CINE › SU úLTIMA PELíCULA
› Por Luciano Monteagudo
Alain Resnais ya no estuvo en la última Berlinale, donde hace menos de dos semanas su última película, Aimer, boire et chanter (Amar, beber y cantar), ganó el Premio Alfred Bauer, expresamente dedicado a “un film que abre nuevas perspectivas”. Su mujer y actriz fetiche de los últimos veinte años, Sabine Azéma, lo disculpó diciendo que Resnais tenía algún problema de salud. Pero nadie hubiera dicho que esta pequeña pieza burbujeante, plena de humor y fantasía, fuera obra de un hombre de 91 años, ni mucho menos que cuando la hizo estuviera al borde de la muerte. A primera vista, nada hay de réquiem ni de despedida en un film que, tal como sugiere su título, celebra la vida y hasta se burla sabiamente de todo aquello que parece grave en ella –entre otras cosas, la muerte–, pero que a los ojos del último Resnais ya no lo era tanto.

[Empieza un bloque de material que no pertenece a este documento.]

use ratatui::style::Color;

use crate::model::{Category, ThemeMode, UiConfig};

/// Parsed color theme for the TUI
#[derive(Debug, Clone, PartialEq)]
pub struct Theme {
    pub mode: ThemeMode,
    pub background: Color,
    /// Panels: header, filter bar, empty state
    pub surface: Color,
    pub text: Color,
    pub text_bright: Color,
    pub highlight: Color,
    pub dim: Color,
    pub red: Color,
    pub yellow: Color,
    pub green: Color,
    pub blue: Color,
    pub purple: Color,
    pub cyan: Color,
    pub selection_bg: Color,
    pub search_match_bg: Color,
    pub search_match_fg: Color,
}

impl Theme {
    pub fn light() -> Self {
        Theme {
            mode: ThemeMode::Light,
            background: Color::Rgb(0xF7, 0xF7, 0xFB),
            surface: Color::Rgb(0xEC, 0xEC, 0xF4),
            text: Color::Rgb(0x3A, 0x3A, 0x4A),
            text_bright: Color::Rgb(0x11, 0x11, 0x1B),
            highlight: Color::Rgb(0x66, 0x7E, 0xEA),
            dim: Color::Rgb(0x8A, 0x8A, 0x9E),
            red: Color::Rgb(0xD9, 0x3B, 0x3B),
            yellow: Color::Rgb(0xB5, 0x83, 0x00),
            green: Color::Rgb(0x2E, 0x9E, 0x5B),
            blue: Color::Rgb(0x2F, 0x6F, 0xD6),
            purple: Color::Rgb(0x76, 0x4B, 0xA2),
            cyan: Color::Rgb(0x1C, 0x8A, 0x9E),
            selection_bg: Color::Rgb(0xDD, 0xE2, 0xFB),
            search_match_bg: Color::Rgb(0xFF, 0xE0, 0x66),
            search_match_fg: Color::Rgb(0x11, 0x11, 0x1B),
        }
    }

    pub fn dark() -> Self {
        Theme {
            mode: ThemeMode::Dark,
            background: Color::Rgb(0x1A, 0x1A, 0x2E),
            surface: Color::Rgb(0x24, 0x24, 0x3E),
            text: Color::Rgb(0xC8, 0xC8, 0xDC),
            text_bright: Color::Rgb(0xFF, 0xFF, 0xFF),
            highlight: Color::Rgb(0x8B, 0x9B, 0xF5),
            dim: Color::Rgb(0x7D, 0x78, 0xA0),
            red: Color::Rgb(0xFF, 0x5C, 0x5C),
            yellow: Color::Rgb(0xFF, 0xD7, 0x00),
            green: Color::Rgb(0x44, 0xE0, 0x88),
            blue: Color::Rgb(0x44, 0x88, 0xFF),
            purple: Color::Rgb(0xCC, 0x66, 0xFF),
            cyan: Color::Rgb(0x44, 0xDD, 0xFF),
            selection_bg: Color::Rgb(0x33, 0x33, 0x5C),
            search_match_bg: Color::Rgb(0x40, 0xE0, 0xD0),
            search_match_fg: Color::Rgb(0x1A, 0x1A, 0x2E),
        }
    }

    /// Palette for `mode` with overrides from `[ui.colors.<mode>]` applied.
    /// Unknown slots and malformed colors are ignored.
    pub fn for_mode(mode: ThemeMode, ui: &UiConfig) -> Self {
        let mut theme = match mode {
            ThemeMode::Light => Theme::light(),
            ThemeMode::Dark => Theme::dark(),
        };

        for (key, value) in ui.colors.for_mode(mode) {
            if let Some(color) = parse_hex_color(value) {
                match key.as_str() {
                    "background" => theme.background = color,
                    "surface" => theme.surface = color,
                    "text" => theme.text = color,
                    "text_bright" => theme.text_bright = color,
                    "highlight" => theme.highlight = color,
                    "dim" => theme.dim = color,
                    "red" => theme.red = color,
                    "yellow" => theme.yellow = color,
                    "green" => theme.green = color,
                    "blue" => theme.blue = color,
                    "purple" => theme.purple = color,
                    "cyan" => theme.cyan = color,
                    "selection_bg" => theme.selection_bg = color,
                    "search_match_bg" => theme.search_match_bg = color,
                    "search_match_fg" => theme.search_match_fg = color,
                    _ => {}
                }
            }
        }

        theme
    }

    /// Accent color for a category badge
    pub fn category_color(&self, category: Category) -> Color {
        match category {
            Category::Work => self.blue,
            Category::Personal => self.purple,
            Category::Study => self.cyan,
            Category::General => self.dim,
        }
    }
}

/// Parse a hex color string like "#FF4444" into an RGB Color
pub fn parse_hex_color(hex: &str) -> Option<Color> {
    let hex = hex.strip_prefix('#')?;
    if hex.len() != 6 || !hex.is_ascii() {
        return None;
    }
    let r = u8::from_str_radix(&hex[0..2], 16).ok()?;
    let g = u8::from_str_radix(&hex[2..4], 16).ok()?;
    let b = u8::from_str_radix(&hex[4..6], 16).ok()?;
    Some(Color::Rgb(r, g, b))
}

#[cfg(test)]
mod tests {
    use super::*;

    #[test]
    fn test_parse_hex_color() {
        assert_eq!(
            parse_hex_color("#FF4444"),
            Some(Color::Rgb(0xFF, 0x44, 0x44))
        );
        assert_eq!(
            parse_hex_color("#1a1a2e"),
            Some(Color::Rgb(0x1A, 0x1A, 0x2E))
        );
        assert_eq!(parse_hex_color("FF4444"), None); // missing #
        assert_eq!(parse_hex_color("#FF44"), None); // too short
        assert_eq!(parse_hex_color("#ZZZZZZ"), None);
        assert_eq!(parse_hex_color("#ééé"), None);
    }

    #[test]
    fn test_palettes_differ() {
        assert_ne!(Theme::light().background, Theme::dark().background);
        assert_eq!(Theme::light().mode, ThemeMode::Light);
        assert_eq!(Theme::dark().mode, ThemeMode::Dark);
    }

    #[test]
    fn test_for_mode_applies_only_matching_overrides() {
        let mut ui = UiConfig::default();
        ui.colors.dark.insert("background".into(), "#000000".into());
        ui.colors.light.insert("text".into(), "#123456".into());
        ui.colors.dark.insert("nonsense".into(), "#FFFFFF".into());
        ui.colors.dark.insert("highlight".into(), "pink".into());

        let dark = Theme::for_mode(ThemeMode::Dark, &ui);
        assert_eq!(dark.background, Color::Rgb(0, 0, 0));
        assert_eq!(dark.text, Theme::dark().text);
        assert_eq!(dark.highlight, Theme::dark().highlight);

        let light = Theme::for_mode(ThemeMode::Light, &ui);
        assert_eq!(light.text, Color::Rgb(0x12, 0x34, 0x56));
        assert_eq!(light.background, Theme::light().background);
    }

    #[test]
    fn test_category_color() {
        let theme = Theme::dark();
        assert_eq!(theme.category_color(Category::Work), theme.blue);
        assert_eq!(theme.category_color(Category::General), theme.dim);
    }
}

Amante incondicional del teatro antes que de la literatura, Aimer, boire et chanter es una adaptación de la obra Life of Riley, del dramaturgo británico Alan Ayckbourn, de quien Resnais ya había llevado al cine anteriormente su díptico Smoking / No Smoking (1993), también premiado en Berlín. En la pieza, tres parejas de la campiña inglesa (Sabine Azéma e Hippolyte Girardot, Sandrine Kiberlain y André Dussollier, Michel Vuillermoz y Caroline Sihol) descubren que un viejo amigo de todos ellos, el mencionado Riley, a quien en la película nunca se lo llega a ver, tiene una enfermedad terminal. Y todos –especialmente las mujeres, que tuvieron o tienen incluso algún affaire con Riley– comienzan a revisar sus propias vidas y a tratar de hacer más llevaderos los últimos días del inminente difunto. Lo que no saben es que Riley tiene sus propios planes...
Filmada de manera deliberadamente artificiosa, en un set que no esconde su condición de tal sino que por el contrario la expone, Aimer, boire et chanter impresiona en primera instancia por su alegre, fulgurante paleta de colores, como si Resnais hubiera querido pintar esa campiña de cartón con los rojos, los amarillos y los verdes del arco iris. Es en ese marco juguetón y fantasioso donde el director de Noche y niebla decidió pasar sus últimos días de trabajo después de casi siete décadas ininterrumpidas de cine, riéndose de todo aquello que uno deja atrás y que, finalmente, hace que la vida valga la pena ser vivida.